- ASSIGNED TASK
If a line below contains the string "identity", return that line.

--

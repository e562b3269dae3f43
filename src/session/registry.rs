//! Registry of external long-lived package sessions.
//!
//! Each session is scoped to the identity that registered it; heartbeats and
//! unregisters from any other identity are rejected. Sessions that stop
//! heartbeating are swept on access.

use crate::errors::{GatewayError, GatewayResult};
use chrono::{DateTime, Utc};
use serde::Serialize;
use std::collections::HashMap;
use std::sync::Mutex;
use tracing::{debug, info};
use uuid::Uuid;

const DEFAULT_SESSION_TTL_SECS: i64 = 900;

#[derive(Debug, Clone, Serialize)]
pub struct PackageSession {
    pub session_id: String,
    pub identity: String,
    pub package: String,
    pub registered_at: DateTime<Utc>,
    pub last_heartbeat: DateTime<Utc>,
}

pub struct PackageSessionRegistry {
    ttl: chrono::Duration,
    sessions: Mutex<HashMap<String, PackageSession>>,
}

impl Default for PackageSessionRegistry {
    fn default() -> Self {
        Self::new(DEFAULT_SESSION_TTL_SECS)
    }
}

impl PackageSessionRegistry {
    pub fn new(ttl_secs: i64) -> Self {
        Self {
            ttl: chrono::Duration::seconds(ttl_secs),
            sessions: Mutex::new(HashMap::new()),
        }
    }

    pub fn register(&self, identity: &str, package: &str) -> PackageSession {
        let session = PackageSession {
            session_id: Uuid::new_v4().to_string(),
            identity: identity.to_string(),
            package: package.to_string(),
            registered_at: Utc::now(),
            last_heartbeat: Utc::now(),
        };
        let mut sessions = self.guard();
        Self::sweep(&mut sessions, self.ttl);
        sessions.insert(session.session_id.clone(), session.clone());
        info!("package session registered: {} ({})", session.session_id, package);
        session
    }

    /// Refresh a session's liveness. Ownership is verified on every call.
    pub fn heartbeat(&self, session_id: &str, identity: &str) -> GatewayResult<()> {
        let mut sessions = self.guard();
        Self::sweep(&mut sessions, self.ttl);
        let session = sessions
            .get_mut(session_id)
            .ok_or_else(|| GatewayError::NotFound(format!("session {session_id}")))?;
        if session.identity != identity {
            return Err(GatewayError::NotFound(format!("session {session_id}")));
        }
        session.last_heartbeat = Utc::now();
        debug!("heartbeat for session {}", session_id);
        Ok(())
    }

    pub fn unregister(&self, session_id: &str, identity: &str) -> GatewayResult<()> {
        let mut sessions = self.guard();
        let owned = sessions
            .get(session_id)
            .is_some_and(|s| s.identity == identity);
        if !owned {
            return Err(GatewayError::NotFound(format!("session {session_id}")));
        }
        sessions.remove(session_id);
        info!("package session unregistered: {}", session_id);
        Ok(())
    }

    pub fn active(&self) -> Vec<PackageSession> {
        let mut sessions = self.guard();
        Self::sweep(&mut sessions, self.ttl);
        sessions.values().cloned().collect()
    }

    fn guard(&self) -> std::sync::MutexGuard<'_, HashMap<String, PackageSession>> {
        self.sessions.lock().unwrap_or_else(|e| e.into_inner())
    }

    fn sweep(sessions: &mut HashMap<String, PackageSession>, ttl: chrono::Duration) {
        let cutoff = Utc::now() - ttl;
        sessions.retain(|_, s| s.last_heartbeat > cutoff);
    }
}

--

- SOLUTION FOR THIS TASK
//! Each session is scoped to the identity that registered it; heartbeats and
//! unregisters from any other identity are rejected. Sessions that stop
    pub identity: String,
    pub fn register(&self, identity: &str, package: &str) -> PackageSession {
            identity: identity.to_string(),
    pub fn heartbeat(&self, session_id: &str, identity: &str) -> GatewayResult<()> {
        if session.identity != identity {
    pub fn unregister(&self, session_id: &str, identity: &str) -> GatewayResult<()> {
            .is_some_and(|s| s.identity == identity);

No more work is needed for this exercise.